Pericardite aguda → dor torácica pleurítica + supra ST difuso (exceto V1/aVR) + supra PR em aVR.
A pericardite aguda é frequentemente precedida por infecção viral e se manifesta com dor torácica pleurítica. O ECG clássico mostra supradesnivelamento difuso do segmento ST em quase todas as derivações, com infradesnivelamento do PR em algumas e supradesnivelamento do PR em aVR, um achado patognomônico.
A pericardite aguda é uma inflamação do pericárdio, a membrana que envolve o coração, e é uma causa comum de dor torácica na emergência. Sua etiologia é frequentemente viral, especialmente em pacientes jovens com história recente de infecção do trato respiratório superior. O reconhecimento precoce é crucial para o manejo adequado e para evitar complicações. O diagnóstico da pericardite aguda baseia-se na tríade de dor torácica pleurítica, atrito pericárdico e alterações eletrocardiográficas típicas. O ECG é fundamental, revelando supradesnivelamento difuso do segmento ST e, um achado patognomônico, supradesnivelamento do segmento PR em aVR, que reflete a inflamação atrial. A ausência de ondas Q patológicas e a natureza difusa do supra ST ajudam a diferenciá-la do infarto agudo do miocárdio. O tratamento geralmente envolve anti-inflamatórios não esteroides (AINEs) e colchicina, visando reduzir a inflamação e prevenir recorrências. É importante monitorar o paciente para sinais de derrame pericárdico ou tamponamento cardíaco. O prognóstico é geralmente bom, mas a recorrência é uma preocupação, tornando o seguimento ambulatorial essencial.
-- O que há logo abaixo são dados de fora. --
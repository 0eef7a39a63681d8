//! # DevWorkspace Status
//!
//! Status types: phase, identifier, main URL, summary message and the
//! ordered condition list.

use serde::{Deserialize, Serialize};
use std::fmt;

/// Status of the DevWorkspace resource
#[derive(Debug, Clone, Default, PartialEq, Deserialize, Serialize, schemars::JsonSchema)]
#[serde(rename_all = "camelCase")]
pub struct DevWorkspaceStatus {
    /// Identifier allocated on the first pass; never changes afterwards
    #[serde(default, skip_serializing_if = "String::is_empty")]
    pub devworkspace_id: String,
    /// URL of the workspace's main endpoint
    #[serde(default, skip_serializing_if = "String::is_empty")]
    pub main_url: String,
    #[serde(default, skip_serializing_if = "Option::is_none")]
    pub phase: Option<Phase>,
    /// Conditions, sorted by fixed priority after every write
    #[serde(default)]
    pub conditions: Vec<DevWorkspaceCondition>,
    /// Single human-readable summary of the current state
    #[serde(default, skip_serializing_if = "String::is_empty")]
    pub message: String,
}

/// Workspace lifecycle phase
///
/// `Failing` and `Terminating` are internal phases: they are persisted so
/// the next pass can pick up where this one stopped, but are transient.
#[derive(
    Debug, Clone, Copy, PartialEq, Eq, Hash, Deserialize, Serialize, schemars::JsonSchema,
)]
pub enum Phase {
    Starting,
    Running,
    Stopping,
    Stopped,
    Failing,
    Failed,
    Error,
    Terminating,
}

impl Phase {
    #[must_use]
    pub fn as_str(self) -> &'static str {
        match self {
            Phase::Starting => "Starting",
            Phase::Running => "Running",
            Phase::Stopping => "Stopping",
            Phase::Stopped => "Stopped",
            Phase::Failing => "Failing",
            Phase::Failed => "Failed",
            Phase::Error => "Error",
            Phase::Terminating => "Terminating",
        }
    }
}

impl fmt::Display for Phase {
    fn fmt(&self, f: &mut fmt::Formatter<'_>) -> fmt::Result {
        f.write_str(self.as_str())
    }
}

/// Tri-state condition status
#[derive(
    Debug, Clone, Copy, Default, PartialEq, Eq, Deserialize, Serialize, schemars::JsonSchema,
)]
pub enum ConditionStatus {
    True,
    False,
    #[default]
    Unknown,
}

/// A typed, timestamped observation about the workspace
#[derive(Debug, Clone, Default, PartialEq, Deserialize, Serialize, schemars::JsonSchema)]
#[serde(rename_all = "camelCase")]
pub struct DevWorkspaceCondition {
    #[serde(rename = "type")]
    pub r#type: String,
    pub status: ConditionStatus,
    /// RFC3339 timestamp of the last status/message/reason change
    #[serde(default, skip_serializing_if = "Option::is_none")]
    pub last_transition_time: Option<String>,
    #[serde(default, skip_serializing_if = "String::is_empty")]
    pub message: String,
    #[serde(default, skip_serializing_if = "Option::is_none")]
    pub reason: Option<String>,
}

impl DevWorkspaceStatus {
    /// Persisted condition of the given type
    #[must_use]
    pub fn condition(&self, condition_type: &str) -> Option<&DevWorkspaceCondition> {
        self.conditions.iter().find(|c| c.r#type == condition_type)
    }
}

/// Condition types written by the controller
pub mod condition_types {
    pub const STARTED: &str = "Started";
    pub const DEVWORKSPACE_RESOLVED: &str = "DevWorkspaceResolved";
    pub const STORAGE_READY: &str = "StorageReady";
    pub const ROUTING_READY: &str = "RoutingReady";
    pub const SERVICE_ACCOUNT_READY: &str = "ServiceAccountReady";
    pub const PULL_SECRETS_READY: &str = "PullSecretsReady";
    pub const KUBE_COMPONENTS_READY: &str = "KubeComponentsReady";
    pub const DEPLOYMENT_READY: &str = "DeploymentReady";
    pub const READY: &str = "Ready";
    pub const FAILED_START: &str = "FailedStart";
    pub const ERROR: &str = "Error";
    pub const WARNING: &str = "DevWorkspaceWarning";

    /// Order in which provisioning checkpoints are reached
    pub const PRIORITY_ORDER: [&str; 9] = [
        STARTED,
        DEVWORKSPACE_RESOLVED,
        STORAGE_READY,
        ROUTING_READY,
        SERVICE_ACCOUNT_READY,
        PULL_SECRETS_READY,
        KUBE_COMPONENTS_READY,
        DEPLOYMENT_READY,
        READY,
    ];

    /// Position in [`PRIORITY_ORDER`]; `-1` for types outside it
    #[must_use]
    pub fn priority(condition_type: &str) -> i32 {
        PRIORITY_ORDER
            .iter()
            .position(|t| *t == condition_type)
            .and_then(|idx| i32::try_from(idx).ok())
            .unwrap_or(-1)
    }
}
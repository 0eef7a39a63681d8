//! # CRD Generator
//!
//! Generates the DevWorkspace CustomResourceDefinition YAML from the Rust
//! type definitions.
//!
//! ## Usage
//!
//! ```bash
//! # Print the CRD
//! cargo run --bin crdgen > config/crd/devworkspace.yaml
//!
//! # Write it to a file
//! cargo run --bin crdgen -- --output config/crd/devworkspace.yaml
//!
//! # Generate and apply directly
//! cargo run --bin crdgen | kubectl apply -f -
//! ```

use anyhow::{Context, Result};
use clap::Parser;
use devworkspace_controller::crd::DevWorkspace;
use kube::CustomResourceExt;
use std::path::PathBuf;

#[derive(Debug, Parser)]
#[command(name = "crdgen", about = "Print the DevWorkspace CustomResourceDefinition")]
struct Args {
    /// Write the CRD to this file instead of stdout
    #[arg(short, long)]
    output: Option<PathBuf>,
}

fn main() -> Result<()> {
    let args = Args::parse();
    let yaml = serde_yaml::to_string(&DevWorkspace::crd()).context("Failed to serialize CRD")?;

    match args.output {
        Some(path) => std::fs::write(&path, yaml)
            .with_context(|| format!("Failed to write CRD to {}", path.display()))?,
        None => print!("{yaml}"),
    }
    Ok(())
}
A pericardite aguda tipicamente apresenta supradesnivelamento difuso do segmento ST em várias derivações (exceto V1 e aVR), infradesnivelamento do segmento PR em algumas derivações e supradesnivelamento do PR em aVR.
A dor da pericardite é geralmente pleurítica (piora com a inspiração profunda e tosse), melhora ao sentar e inclinar-se para frente, e pode ser precedida por um quadro viral.
A etiologia mais comum da pericardite aguda é viral, frequentemente após infecções do trato respiratório superior, mas outras causas incluem autoimunes, neoplásicas e pós-infarto.